Webinar Description
Key Takeaways
- Webinar focused on minimizing AI data risk and compliance exposure
- Explores security challenges of AI agents and sensitive data
- Provides strategies for enforcing fine-grained controls and Zero Trust
- Covers operationalizing AI data governance at scale
- Designed for security, compliance, and IT leaders in regulated industries
The “3 Steps to Minimize AI Data Risk, NHI Blast Radius, and Compliance Exposure” webinar offers a comprehensive exploration of the security and compliance challenges organizations face when deploying AI agents. This virtual event is tailored for professionals responsible for data security, governance, and compliance, particularly those operating in regulated sectors. Attendees will gain actionable insights into securing AI-driven environments without compromising innovation.
Understanding AI Data Security Risks
AI agents introduce new risks, including the potential exposure of sensitive data and the dangers of over-privileged access. The webinar addresses these concerns by examining how organizations can identify and mitigate vulnerabilities at both the AI runtime and data preparation stages. Emphasis is placed on minimizing the NHI blast radius and reducing privilege escalation risks, which are critical for maintaining robust security postures.
Participants will learn about the importance of real-time sensitive activity monitoring and the application of User Behaviour Analytics. These techniques help organizations detect and respond to suspicious activities, ensuring that only authorized users access critical data.

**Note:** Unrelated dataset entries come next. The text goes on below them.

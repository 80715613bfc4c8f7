use anyhow::{Context, anyhow};
use chrono::{Datelike, Utc};
use rand::Rng;
use registrar_core::AppError;
use registrar_models::identifiers::{STUDENT_SUFFIX_SPACE, format_student_id};
use registrar_models::students::{StudentFilterParams, StudentProfileDto};
use registrar_models::{IdError, Student, StudentId, UserId};
use sqlx::{PgConnection, PgPool, Postgres, QueryBuilder};
use tracing::{info, instrument, warn};

use crate::metrics;
use crate::utils::db_errors::map_write_error;
use crate::utils::query::contains_pattern;

pub(crate) const STUDENT_COLUMNS: &str = "id, user_id, student_id, first_name, middle_name, \
    last_name, date_of_birth, gender, contact_number, email, address, guardian_name, \
    guardian_contact, profile_picture, created_at, updated_at";

fn draw_suffix() -> u16 {
    rand::thread_rng().gen_range(0..STUDENT_SUFFIX_SPACE)
}

pub struct StudentService;

impl StudentService {
    /// Creates the profile for `user_id` and assigns it a `YYYY-NNNN` student
    /// ID. Each candidate is inserted with `ON CONFLICT (student_id) DO
    /// NOTHING`, so the uniqueness check and the assignment are one
    /// statement. Gives up after `max_attempts` collisions.
    #[instrument(skip(conn, dto))]
    pub async fn create_profile(
        conn: &mut PgConnection,
        user_id: UserId,
        dto: &StudentProfileDto,
        max_attempts: u32,
    ) -> Result<Student, AppError> {
        let sql = format!(
            r#"
            INSERT INTO students (id, user_id, student_id, first_name, middle_name, last_name,
                date_of_birth, gender, contact_number, email, address, guardian_name,
                guardian_contact)
            VALUES ($1, $2, $3, $4, $5, $6, $7, $8, $9, $10, $11, $12, $13)
            ON CONFLICT (student_id) DO NOTHING
            RETURNING {STUDENT_COLUMNS}
            "#
        );
        let year = Utc::now().year();

        for attempt in 1..=max_attempts {
            let candidate = format_student_id(year, draw_suffix());

            let inserted = sqlx::query_as::<_, Student>(&sql)
                .bind(StudentId::new())
                .bind(user_id)
                .bind(&candidate)
                .bind(dto.first_name.trim())
                .bind(dto.normalized_middle_name())
                .bind(dto.last_name.trim())
                .bind(dto.date_of_birth)
                .bind(dto.gender)
                .bind(dto.contact_number.trim())
                .bind(dto.email.trim())
                .bind(dto.address.trim())
                .bind(dto.guardian_name.trim())
                .bind(dto.guardian_contact.trim())
                .fetch_optional(&mut *conn)
                .await
                .map_err(|e| map_write_error(e, "Failed to create student profile"))?;

            match inserted {
                Some(student) => {
                    info!(student_id = %student.student_id, attempt, "Student profile created");
                    metrics::track_student_registered();
                    return Ok(student);
                }
                None => {
                    warn!(candidate = %candidate, attempt, "Student ID collision");
                    metrics::track_id_collision("student_id");
                }
            }
        }

        warn!(attempts = max_attempts, "Student ID keyspace exhausted");
        Err(IdError::ExhaustedKeyspace {
            attempts: max_attempts,
        }
        .into_app_error())
    }

    #[instrument(skip(db, dto))]
    pub async fn update_profile(
        db: &PgPool,
        id: StudentId,
        dto: &StudentProfileDto,
    ) -> Result<Student, AppError> {
        let sql = format!(
            r#"
            UPDATE students
            SET first_name = $1, middle_name = $2, last_name = $3, date_of_birth = $4,
                gender = $5, contact_number = $6, email = $7, address = $8,
                guardian_name = $9, guardian_contact = $10, updated_at = NOW()
            WHERE id = $11
            RETURNING {STUDENT_COLUMNS}
            "#
        );

        sqlx::query_as::<_, Student>(&sql)
            .bind(dto.first_name.trim())
            .bind(dto.normalized_middle_name())
            .bind(dto.last_name.trim())
            .bind(dto.date_of_birth)
            .bind(dto.gender)
            .bind(dto.contact_number.trim())
            .bind(dto.email.trim())
            .bind(dto.address.trim())
            .bind(dto.guardian_name.trim())
            .bind(dto.guardian_contact.trim())
            .bind(id)
            .fetch_optional(db)
            .await
            .context("Failed to update student profile")
            .map_err(AppError::database)?
            .ok_or_else(|| AppError::not_found(anyhow!("Student not found")))
    }

    #[instrument(skip(db))]
    pub async fn set_profile_picture(
        db: &PgPool,
        id: StudentId,
        url: &str,
    ) -> Result<Student, AppError> {
        let sql = format!(
            "UPDATE students SET profile_picture = $1, updated_at = NOW() WHERE id = $2 \
             RETURNING {STUDENT_COLUMNS}"
        );

        sqlx::query_as::<_, Student>(&sql)
            .bind(url)
            .bind(id)
            .fetch_optional(db)
            .await
            .context("Failed to update profile picture")
            .map_err(AppError::database)?
            .ok_or_else(|| AppError::not_found(anyhow!("Student not found")))
    }

    #[instrument(skip(db))]
    pub async fn find_by_user(db: &PgPool, user_id: UserId) -> Result<Option<Student>, AppError> {
        let sql = format!("SELECT {STUDENT_COLUMNS} FROM students WHERE user_id = $1");

        let student = sqlx::query_as::<_, Student>(&sql)
            .bind(user_id)
            .fetch_optional(db)
            .await
            .context("Failed to fetch student profile")
            .map_err(AppError::database)?;

        Ok(student)
    }

    #[instrument(skip(db))]
    pub async fn get_student(db: &PgPool, id: StudentId) -> Result<Student, AppError> {
        let sql = format!("SELECT {STUDENT_COLUMNS} FROM students WHERE id = $1");

        sqlx::query_as::<_, Student>(&sql)
            .bind(id)
            .fetch_optional(db)
            .await
            .context("Failed to fetch student")
            .map_err(AppError::database)?
            .ok_or_else(|| AppError::not_found(anyhow!("Student not found")))
    }

    #[instrument(skip(db))]
    pub async fn list_students(
        db: &PgPool,
        filters: &StudentFilterParams,
    ) -> Result<Vec<Student>, AppError> {
        let mut query = QueryBuilder::<Postgres>::new(format!(
            "SELECT {STUDENT_COLUMNS} FROM students WHERE TRUE"
        ));

        if let Some(search) = &filters.search {
            let pattern = contains_pattern(search);
            query
                .push(" AND (student_id ILIKE ")
                .push_bind(pattern.clone())
                .push(" OR first_name ILIKE ")
                .push_bind(pattern.clone())
                .push(" OR last_name ILIKE ")
                .push_bind(pattern.clone())
                .push(" OR email ILIKE ")
                .push_bind(pattern)
                .push(")");
        }

        if let Some(gender) = filters.gender {
            query.push(" AND gender = ").push_bind(gender);
        }

        query.push(" ORDER BY last_name, first_name");

        let students = query
            .build_query_as::<Student>()
            .fetch_all(db)
            .await
            .context("Failed to fetch students")
            .map_err(AppError::database)?;

        Ok(students)
    }
}

#[cfg(test)]
mod tests {
    use super::*;
    use registrar_models::identifiers::is_valid_student_id;

    #[test]
    fn test_drawn_suffixes_format_as_valid_student_ids() {
        for _ in 0..1000 {
            let suffix = draw_suffix();
            assert!(suffix < STUDENT_SUFFIX_SPACE);
            assert!(is_valid_student_id(&format_student_id(2024, suffix)));
        }
    }
}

Implementing Fine-Grained Controls and Zero Trust
The session provides practical guidance on enforcing “need-to-know” access at AI runtime. Strategies for discovering and de-identifying sensitive data—such as tokenization, masking, and filtering—are discussed in detail. These methods help organizations protect both structured and unstructured data sources from unauthorized exposure.
Zero Trust principles are highlighted as essential for governing AI applications. By applying these principles, organizations can ensure that AI agents and integrations operate within strict boundaries, reducing the risk of data leaks and compliance violations.
Operationalizing AI Data Governance at Scale
Transitioning AI solutions from proof-of-concept to production requires scalable data governance frameworks. The webinar outlines how to operationalize these frameworks, enabling organizations to maintain compliance and security as AI deployments grow. Attendees will discover how to balance the need for innovation with the imperative to safeguard sensitive information.
SecuPi, the organizing vendor, showcases advanced technologies and methodologies that support secure, compliant, and efficient AI adoption. The event positions itself as a valuable resource for leaders seeking to reduce AI-driven data risk while enabling business agility.